Em termos econômicos, o Brasil se aproxima de um desastre provocado não pela pandemia, mas pela política de Bolsonaro para lidar com a pandemia, equivocada desde seus primeiros passos e declarações no início de 2020. Com o agravamento da pandemia o destino da economia é sofrer mais ainda, aumentando, como de costume, o peso sobre os e as trabalhadoras, assim como aos micro e pequenos empresários e empresárias que estão empobrecendo, e levando à miséria outros milhões de brasileiros e brasileiras.


Bolsonaro precisa ser impedido sim. Sua liderança como mandatário maior desse país é insuportável e totalmente inviável, seja pelos crimes de responsabilidade que comete, especialmente aqueles que atentam contra a vida, seja por estar levando o país ao fundo do poço econômico.


Segundo a Pública, Agência de Jornalismo Investigativo, já foram enviados 74 documentos para análise da Câmara dos Deputados, em seu conjunto assinados por 1434 pessoas e mais 476 organizações, sendo os temas mais recorrentes relacionados à política desastrosa do Governo Federal da pandemia por COVID 19; a participação do Presidente em atos antidemocráticos, ou de modo mais preciso diríamos sua anuência e estímulo aos mesmos; e sua interferência na Polícia Federal.

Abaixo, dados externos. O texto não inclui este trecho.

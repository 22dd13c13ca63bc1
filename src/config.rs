use anyhow::{Context, Result};
use serde::{Deserialize, Serialize};
use std::path::{Path, PathBuf};
use std::time::Duration;
use tracing::debug;

/// Vital-sign ranges and escalation timing
#[derive(Debug, Clone, PartialEq, Serialize, Deserialize)]
#[serde(default)]
pub struct Thresholds {
    pub pulse_min: i32,
    pub pulse_max: i32,
    pub breathing_min: i32,
    pub breathing_max: i32,
    pub confidence_threshold: f32,
    /// Seconds a reading must stay abnormal before escalation
    pub abnormal_duration_secs: f64,
    /// Minimum spacing between the start times of two alerts
    pub alert_cooldown_secs: u64,
}

impl Default for Thresholds {
    fn default() -> Self {
        Self {
            pulse_min: 50,
            pulse_max: 120,
            breathing_min: 10,
            breathing_max: 25,
            confidence_threshold: 0.7,
            abnormal_duration_secs: 3.0,
            alert_cooldown_secs: 300,
        }
    }
}

impl Thresholds {
    pub fn abnormal_duration(&self) -> Duration {
        Duration::from_secs_f64(self.abnormal_duration_secs.max(0.0))
    }

    pub fn cooldown(&self) -> Duration {
        Duration::from_secs(self.alert_cooldown_secs)
    }
}

#[derive(Debug, Clone, PartialEq, Serialize, Deserialize)]
#[serde(default)]
pub struct NetworkConfig {
    pub ingest_host: String,
    pub ingest_port: u16,
    pub http_host: String,
    pub http_port: u16,
}

impl Default for NetworkConfig {
    fn default() -> Self {
        Self {
            ingest_host: "0.0.0.0".to_string(),
            ingest_port: 5555,
            http_host: "0.0.0.0".to_string(),
            http_port: 5000,
        }
    }
}

/// Timing and audio parameters for the voice check-in
#[derive(Debug, Clone, PartialEq, Serialize, Deserialize)]
#[serde(default)]
pub struct ConversationConfig {
    pub hard_deadline_ms: u64,
    pub quiet_before_speech_ms: u64,
    pub quiet_after_speech_ms: u64,
    pub sample_rate: u32,
    pub frame_size: usize,
    pub frame_queue_capacity: usize,
    /// Consecutive deadline windows without a decision before giving up with `Timeout`
    pub max_unanswered_windows: u32,
    /// Mean absolute 16-bit amplitude at or below which a frame is not sent
    pub silence_floor: f32,
    pub send_backoff_ms: u64,
}

impl Default for ConversationConfig {
    fn default() -> Self {
        Self {
            hard_deadline_ms: 7000,
            quiet_before_speech_ms: 300,
            quiet_after_speech_ms: 800,
            sample_rate: 16000,
            frame_size: 1600,
            frame_queue_capacity: 64,
            max_unanswered_windows: 3,
            silence_floor: 50.0,
            send_backoff_ms: 10,
        }
    }
}

impl ConversationConfig {
    pub fn hard_deadline(&self) -> Duration {
        Duration::from_millis(self.hard_deadline_ms)
    }

    pub fn quiet_before_speech(&self) -> Duration {
        Duration::from_millis(self.quiet_before_speech_ms)
    }

    pub fn quiet_after_speech(&self) -> Duration {
        Duration::from_millis(self.quiet_after_speech_ms)
    }

    pub fn send_backoff(&self) -> Duration {
        Duration::from_millis(self.send_backoff_ms)
    }
}

#[derive(Debug, Clone, PartialEq, Serialize, Deserialize)]
#[serde(default)]
pub struct PreprocessingConfig {
    pub highpass_cutoff_hz: f32,
    pub static_gate_threshold: f32,
    pub noise_floor_alpha: f32,
    pub initial_noise_floor: f32,
    pub target_peak: f32,
    pub max_gain: f32,
    /// Peaks at or below this pass through unscaled
    pub silence_peak: f32,
}

impl Default for PreprocessingConfig {
    fn default() -> Self {
        Self {
            highpass_cutoff_hz: 100.0,
            static_gate_threshold: 0.01,
            noise_floor_alpha: 0.95,
            initial_noise_floor: 0.01,
            target_peak: 0.8,
            max_gain: 3.0,
            silence_peak: 0.001,
        }
    }
}

/// Endpoints and credentials for external speech, generation and dispatch services
#[derive(Debug, Clone, PartialEq, Serialize, Deserialize)]
#[serde(default)]
pub struct ServicesConfig {
    pub elevenlabs_api_key: String,
    pub recognition_url: String,
    pub recognition_model: String,
    pub synthesis_url: String,
    pub synthesis_voice_id: String,
    pub synthesis_model: String,
    pub synthesis_output_format: String,
    pub synthesis_timeout_secs: u64,
    pub gemini_api_key: String,
    pub gemini_endpoint: String,
    pub gemini_model: String,
    pub generation_timeout_secs: u64,
    pub dispatch_url: String,
    pub dispatch_timeout_secs: u64,
}

impl Default for ServicesConfig {
    fn default() -> Self {
        Self {
            elevenlabs_api_key: String::new(),
            recognition_url: "wss://api.elevenlabs.io/v1/speech-to-text/realtime".to_string(),
            recognition_model: "scribe_v2_realtime".to_string(),
            synthesis_url: "https://api.elevenlabs.io/v1/text-to-speech".to_string(),
            synthesis_voice_id: "JBFqnCBsd6RMkjVDRZzb".to_string(),
            synthesis_model: "eleven_turbo_v2_5".to_string(),
            synthesis_output_format: "mp3_44100_128".to_string(),
            synthesis_timeout_secs: 20,
            gemini_api_key: String::new(),
            gemini_endpoint: "https://generativelanguage.googleapis.com/v1beta/models".to_string(),
            gemini_model: "gemini-2.5-flash".to_string(),
            generation_timeout_secs: 8,
            dispatch_url: "http://localhost:5000".to_string(),
            dispatch_timeout_secs: 30,
        }
    }
}

/// Who gets called, and what they are told about the patient
#[derive(Debug, Clone, PartialEq, Serialize, Deserialize)]
#[serde(default)]
pub struct DispatchConfig {
    pub patient_id: String,
    pub patient_name: String,
    pub address: String,
    pub emergency_number: String,
    pub contact_number: String,
}

impl Default for DispatchConfig {
    fn default() -> Self {
        Self {
            patient_id: "unknown".to_string(),
            patient_name: "Emergency Alert".to_string(),
            address: "Patient's home".to_string(),
            emergency_number: String::new(),
            contact_number: String::new(),
        }
    }
}

/// Internal configuration
#[derive(Debug, Clone, PartialEq, Serialize, Deserialize)]
#[serde(default)]
pub struct Config {
    pub schema_version: u32,
    pub thresholds: Thresholds,
    pub network: NetworkConfig,
    pub conversation: ConversationConfig,
    pub preprocessing: PreprocessingConfig,
    pub services: ServicesConfig,
    pub dispatch: DispatchConfig,
    pub input_device_id: Option<String>,
    /// Directory for per-action ledgers; defaults under the config dir
    pub actions_dir: Option<PathBuf>,
}

impl Default for Config {
    fn default() -> Self {
        Self {
            schema_version: 1,
            thresholds: Thresholds::default(),
            network: NetworkConfig::default(),
            conversation: ConversationConfig::default(),
            preprocessing: PreprocessingConfig::default(),
            services: ServicesConfig::default(),
            dispatch: DispatchConfig::default(),
            input_device_id: None,
            actions_dir: None,
        }
    }
}

impl Config {
    /// Get the default config directory
    pub fn config_dir() -> Result<PathBuf> {
        let home = dirs::home_dir().context("Failed to get home directory")?;
        Ok(home.join(".pulseguard"))
    }

    /// Get the config file path
    pub fn config_path() -> Result<PathBuf> {
        Ok(Self::config_dir()?.join("config.json"))
    }

    pub fn log_dir() -> Result<PathBuf> {
        Ok(Self::config_dir()?.join("logs"))
    }

    /// Load config from the given file (or the default location), falling back to defaults
    pub fn load_or_default(path: Option<&Path>) -> Self {
        let loaded = match path {
            Some(p) => Self::load_from(p),
            None => Self::config_path().and_then(|p| Self::load_from(&p)),
        };
        let mut config = match loaded {
            Ok(config) => config,
            Err(e) => {
                debug!("Failed to load config, using default: {:#}", e);
                Self::default()
            }
        };
        config.apply_env_overrides();
        config
    }

    /// Load config from file; a missing file yields defaults
    pub fn load_from(path: &Path) -> Result<Self> {
        if path.exists() {
            let content = std::fs::read_to_string(path)
                .with_context(|| format!("Failed to read config file {}", path.display()))?;
            serde_json::from_str(&content).context("Failed to parse config file")
        } else {
            Ok(Self::default())
        }
    }

    /// Save config to file
    pub fn save_to(&self, path: &Path) -> Result<()> {
        if let Some(parent) = path.parent() {
            std::fs::create_dir_all(parent)?;
        }
        let content = serde_json::to_string_pretty(self).context("Failed to serialize config")?;
        std::fs::write(path, content)
            .with_context(|| format!("Failed to write config file {}", path.display()))?;
        Ok(())
    }

    /// API keys from the environment take precedence over the file
    pub fn apply_env_overrides(&mut self) {
        self.apply_overrides_from(|key| std::env::var(key).ok());
    }

    fn apply_overrides_from(&mut self, lookup: impl Fn(&str) -> Option<String>) {
        if let Some(key) = lookup("ELEVENLABS_API_KEY").filter(|k| !k.trim().is_empty()) {
            self.services.elevenlabs_api_key = key;
        }
        if let Some(key) = lookup("GEMINI_API_KEY").filter(|k| !k.trim().is_empty()) {
            self.services.gemini_api_key = key;
        }
    }

    pub fn actions_dir(&self) -> Result<PathBuf> {
        match &self.actions_dir {
            Some(dir) => Ok(dir.clone()),
            None => Ok(Self::config_dir()?.join("actions")),
        }
    }
}
//! Status and control HTTP surface.
//!
//! Read-only views of the latest measurement, detector progress, alerts and
//! the voice session, plus manual trigger and stop endpoints for testing.

use crate::alert::{AlertManager, TriggerRejection};
use crate::detector::AbnormalityDetector;
use crate::vitals::{LatestVitals, MeasurementSample};
use anyhow::{Context, Result};
use axum::{
    extract::{Query, State},
    http::StatusCode,
    routing::{get, post},
    Json, Router,
};
use chrono::Utc;
use serde::Deserialize;
use serde_json::{json, Value};
use std::net::SocketAddr;
use std::sync::Arc;
use tokio_util::sync::CancellationToken;
use tower_http::cors::{Any, CorsLayer};
use tracing::{info, warn};

const DEFAULT_HISTORY_LIMIT: usize = 20;

/// Shared state for the HTTP handlers
#[derive(Clone)]
pub struct AppState {
    pub latest: Arc<LatestVitals>,
    pub detector: Arc<AbnormalityDetector>,
    pub alerts: Arc<AlertManager>,
}

pub fn router(state: AppState) -> Router {
    Router::new()
        .route("/health", get(health))
        .route("/api/vitals/current", get(current_vitals))
        .route("/api/alerts/active", get(active_alert))
        .route("/api/alerts/history", get(alert_history))
        .route("/api/alerts/clear", post(clear_alert))
        .route("/api/status", get(session_status))
        .route("/api/trigger-alert", post(trigger_alert))
        .route("/api/emergency/test-trigger", post(test_trigger))
        .route("/api/stop", post(stop_session))
        .with_state(state)
        .layer(
            CorsLayer::new()
                .allow_origin(Any)
                .allow_methods(Any)
                .allow_headers(Any),
        )
}

/// Serve until `shutdown` is cancelled
pub async fn serve(addr: SocketAddr, state: AppState, shutdown: CancellationToken) -> Result<()> {
    let listener = tokio::net::TcpListener::bind(addr)
        .await
        .with_context(|| format!("Failed to bind HTTP server to {}", addr))?;
    info!("HTTP server listening on {}", addr);

    axum::serve(listener, router(state))
        .with_graceful_shutdown(async move { shutdown.cancelled().await })
        .await
        .context("HTTP server error")
}

async fn health() -> Json<Value> {
    Json(json!({
        "healthy": true,
        "service": "pulse-guard",
        "timestamp": Utc::now().to_rfc3339(),
    }))
}

async fn current_vitals(State(state): State<AppState>) -> Json<Value> {
    let snapshot = state.latest.snapshot();
    let detector = state.detector.status();
    Json(json!({
        "status": snapshot.status,
        "vitals": snapshot.sample,
        "received": snapshot.received,
        "is_abnormal": detector.is_abnormal,
        "abnormal_duration_secs": detector.abnormal_duration_secs,
        "threshold_secs": detector.threshold_secs,
        "alert_active": state.alerts.get_active().is_some(),
    }))
}

async fn active_alert(State(state): State<AppState>) -> Json<Value> {
    Json(json!({ "alert": state.alerts.get_active() }))
}

#[derive(Debug, Deserialize)]
struct HistoryQuery {
    limit: Option<usize>,
}

/// Closed alerts, newest first; the response states this in `order`
async fn alert_history(
    State(state): State<AppState>,
    Query(query): Query<HistoryQuery>,
) -> Json<Value> {
    let alerts = state
        .alerts
        .get_history(query.limit.unwrap_or(DEFAULT_HISTORY_LIMIT));
    Json(json!({ "count": alerts.len(), "order": "newest_first", "alerts": alerts }))
}

async fn clear_alert(State(state): State<AppState>) -> (StatusCode, Json<Value>) {
    match state.alerts.clear_active() {
        Some(alert_id) => (StatusCode::OK, Json(json!({ "cleared": alert_id }))),
        None => (
            StatusCode::BAD_REQUEST,
            Json(json!({ "error": "No active alert" })),
        ),
    }
}

async fn session_status(State(state): State<AppState>) -> Json<Value> {
    let status = state.alerts.session_status();
    Json(json!({
        "session_active": status.session_active,
        "alert_id": status.alert_id,
        "conversation_state": status.conversation_state,
        "result": status.last_outcome,
        "cooldown_remaining_secs": state.alerts.cooldown_remaining().as_secs(),
    }))
}

#[derive(Debug, Deserialize)]
struct TriggerVitals {
    heart_rate: i32,
    breathing_rate: i32,
    #[serde(default = "full_confidence")]
    pulse_confidence: f32,
    #[serde(default = "full_confidence")]
    breathing_confidence: f32,
}

fn full_confidence() -> f32 {
    1.0
}

#[derive(Debug, Deserialize)]
struct TriggerBody {
    patient_id: Option<String>,
    vitals: TriggerVitals,
}

async fn trigger_alert(
    State(state): State<AppState>,
    Json(body): Json<TriggerBody>,
) -> (StatusCode, Json<Value>) {
    let sample = MeasurementSample {
        heart_rate: body.vitals.heart_rate,
        breathing_rate: body.vitals.breathing_rate,
        heart_confidence: body.vitals.pulse_confidence,
        breathing_confidence: body.vitals.breathing_confidence,
        is_talking: false,
        timestamp: Utc::now(),
    };
    match state.alerts.trigger(sample, body.patient_id) {
        Ok(alert_id) => (
            StatusCode::OK,
            Json(json!({ "status": "started", "alert_id": alert_id })),
        ),
        Err(rejection) => {
            warn!("Trigger request rejected: {}", rejection);
            (StatusCode::CONFLICT, Json(rejection_body(&rejection)))
        }
    }
}

/// Start an alert from the latest sample, or canned vitals before any arrive
async fn test_trigger(State(state): State<AppState>) -> (StatusCode, Json<Value>) {
    let sample = state
        .latest
        .latest()
        .unwrap_or_else(|| MeasurementSample::new(140, 28, 0.9));
    match state.alerts.trigger(sample.clone(), None) {
        Ok(alert_id) => (
            StatusCode::OK,
            Json(json!({ "status": "started", "alert_id": alert_id, "vitals": sample })),
        ),
        Err(rejection) => (StatusCode::BAD_REQUEST, Json(rejection_body(&rejection))),
    }
}

async fn stop_session(State(state): State<AppState>) -> (StatusCode, Json<Value>) {
    if state.alerts.stop_active() {
        (StatusCode::OK, Json(json!({ "status": "stopping" })))
    } else {
        (
            StatusCode::BAD_REQUEST,
            Json(json!({ "error": "No session running" })),
        )
    }
}

fn rejection_body(rejection: &TriggerRejection) -> Value {
    match rejection {
        TriggerRejection::AlreadyActive => json!({ "error": rejection.to_string() }),
        TriggerRejection::Cooldown { remaining_secs } => json!({
            "error": rejection.to_string(),
            "cooldown_remaining_secs": remaining_secs,
        }),
    }
}
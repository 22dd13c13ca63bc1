//! Vital-sign anomaly escalation with a turn-taking voice check-in.
//!
//! Measurement samples arrive over a line-delimited socket and are evaluated
//! by the abnormality detector. A sustained abnormal episode starts an alert,
//! which runs one voice conversation and resolves to an action.

pub mod actions;
pub mod activity_log;
pub mod alert;
pub mod audio;
pub mod config;
pub mod conversation;
pub mod detector;
pub mod ingest;
pub mod server;
pub mod services;
pub mod vitals;


pub use config::Config;

use actions::{ActionLedger, ActionResolver};
use alert::AlertManager;
use anyhow::{Context, Result};
use audio::{MicrophoneInput, RodioPlayer};
use conversation::{VoiceAgent, VoiceDeps};
use detector::AbnormalityDetector;
use ingest::IngestServer;
use services::{
    ElevenLabsSynthesizer, GeminiClient, HttpDispatcher, ScribeRecognizer, SpeechSynthesizer,
    SuggestionGenerator, UnconfiguredGenerator, UnconfiguredSynthesizer,
};
use std::net::SocketAddr;
use std::sync::Arc;
use tokio::sync::mpsc;
use tokio_util::sync::CancellationToken;
use tracing::{error, info, warn};
use vitals::{LatestVitals, MeasurementSample};

/// Escalations queued between the detector and the alert manager
const ESCALATION_QUEUE: usize = 8;

/// Build the production collaborators for a voice session
pub fn build_voice_deps(config: &Config) -> Result<VoiceDeps> {
    let synthesizer: Arc<dyn SpeechSynthesizer> = match ElevenLabsSynthesizer::new(&config.services) {
        Ok(tts) => Arc::new(tts),
        Err(e) => {
            warn!("Speech synthesis disabled: {}", e);
            Arc::new(UnconfiguredSynthesizer)
        }
    };
    let generator: Arc<dyn SuggestionGenerator> = match GeminiClient::new(&config.services) {
        Ok(client) => Arc::new(client),
        Err(e) => {
            warn!("Calming suggestions will use the fallback text: {}", e);
            Arc::new(UnconfiguredGenerator)
        }
    };
    let dispatcher = HttpDispatcher::new(&config.services).map_err(anyhow::Error::msg)?;
    let resolver = ActionResolver::new(
        Arc::new(dispatcher),
        config.dispatch.clone(),
        ActionLedger::new(config.actions_dir()?),
    );

    Ok(VoiceDeps {
        recognizer: Arc::new(ScribeRecognizer::new(&config.services, &config.conversation)),
        synthesizer,
        player: Arc::new(RodioPlayer::new()),
        generator,
        input: Arc::new(MicrophoneInput::new(
            config.input_device_id.clone(),
            config.conversation.sample_rate,
        )),
        resolver: Arc::new(resolver),
    })
}

/// Forward detector escalations to the alert manager
pub async fn consume_escalations(
    mut escalations: mpsc::Receiver<MeasurementSample>,
    alerts: Arc<AlertManager>,
) {
    while let Some(sample) = escalations.recv().await {
        if !alerts.try_trigger(sample) {
            info!("Escalation dropped: alert active or cooling down");
        }
    }
}

/// Run ingestion, escalation and the HTTP surface until Ctrl-C
pub async fn run(config: Config) -> Result<()> {
    let deps = build_voice_deps(&config)?;
    let resolver = deps.resolver.clone();
    let agent = VoiceAgent::new(config.conversation.clone(), config.preprocessing.clone(), deps);

    let alerts = Arc::new(AlertManager::new(
        config.thresholds.cooldown(),
        config.dispatch.patient_id.clone(),
        Arc::new(agent),
        resolver,
    ));

    let (escalation_tx, escalation_rx) = mpsc::channel(ESCALATION_QUEUE);
    let detector = Arc::new(AbnormalityDetector::new(config.thresholds.clone(), escalation_tx));
    let latest = Arc::new(LatestVitals::new());
    let shutdown = CancellationToken::new();

    tokio::spawn(consume_escalations(escalation_rx, alerts.clone()));

    let ingest_addr: SocketAddr = format!("{}:{}", config.network.ingest_host, config.network.ingest_port)
        .parse()
        .context("Invalid ingestion address")?;
    let listener = IngestServer::bind(ingest_addr).await?;
    let ingest = IngestServer::new(latest.clone(), detector.clone());
    let ingest_task = {
        let shutdown = shutdown.clone();
        tokio::spawn(async move { ingest.run(listener, shutdown).await })
    };

    let http_addr: SocketAddr = format!("{}:{}", config.network.http_host, config.network.http_port)
        .parse()
        .context("Invalid HTTP address")?;
    let state = server::AppState {
        latest,
        detector,
        alerts: alerts.clone(),
    };
    let http_task = tokio::spawn(server::serve(http_addr, state, shutdown.clone()));

    info!("pulse-guard running");
    tokio::signal::ctrl_c()
        .await
        .context("Failed to listen for Ctrl-C")?;
    info!("Shutting down");

    alerts.stop_active();
    shutdown.cancel();
    if ingest_task.await.is_err() {
        error!("Ingestion task panicked");
    }
    match http_task.await {
        Ok(Err(e)) => error!("{:#}", e),
        Err(_) => error!("HTTP task panicked"),
        Ok(Ok(())) => {}
    }
    Ok(())
}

Mas não é apenas por isso tudo, o que já seria suficiente, que Bolsonaro precisa ser impedido. Bolsonaro precisa ser impedido, sobretudo, pelo mal civilizatório que está promovendo e que será bem mais duradouro que a pandemia e que os problemas econômicos.


A política de morte, bélica e de ódio generalizado aos adversários ou simplesmente a quem pensa de modo diverso de seu estreito e precário governo, marcará por um longo período a história política do nosso país.


Temas como o Golpe de 64 e a ditadura militar, que supúnhamos como temas ultrapassados, voltaram a ser discutidos, defendidos e celebrados e essa distorção também não se diluirá facilmente. A mesma lógica serve para o desprezo pelas instituições fomentada pelo presidente e os retrocessos nos campos dos direitos sociais, direitos ambientais e direitos humanos. Com Bolsonaro, não é possível nem dizermos a que época estamos retrocedendo civilizatoriamente, pois na nossa história recente nunca fomos tão atrasados.


Bolsonaro precisa ser impedido pelo seu total desprezo pela vida, pela sua total insensibilidade e desdém frente à morte e o sofrimento do outro, por ser o maior responsável por hoje o Brasil ser o segundo país do mundo com mais pessoas mortas pela COVID 19, por ser o principal modelo e agente enunciador de um tipo de indivíduo individualista, ressentido, manipulador, raso e fundamentalista culturalmente, ardiloso politicamente, e vil eticamente. Parafraseando Marilena Chauí, quando ela se refere à classe média, é possível afirmar que Bolsonaro “é uma abominação política, porque é fascista, é uma abominação ética porque é violento, e é uma abominação cognitiva porque é ignorante”.


Impedir o presidente é mais que uma necessidade jurídico-política, é um imperativo ético-político, é uma urgência civilizatória em nome não de como o Brasil estará daqui a dois ou três anos, mas de como estaremos daqui a vinte, trinta anos como nação.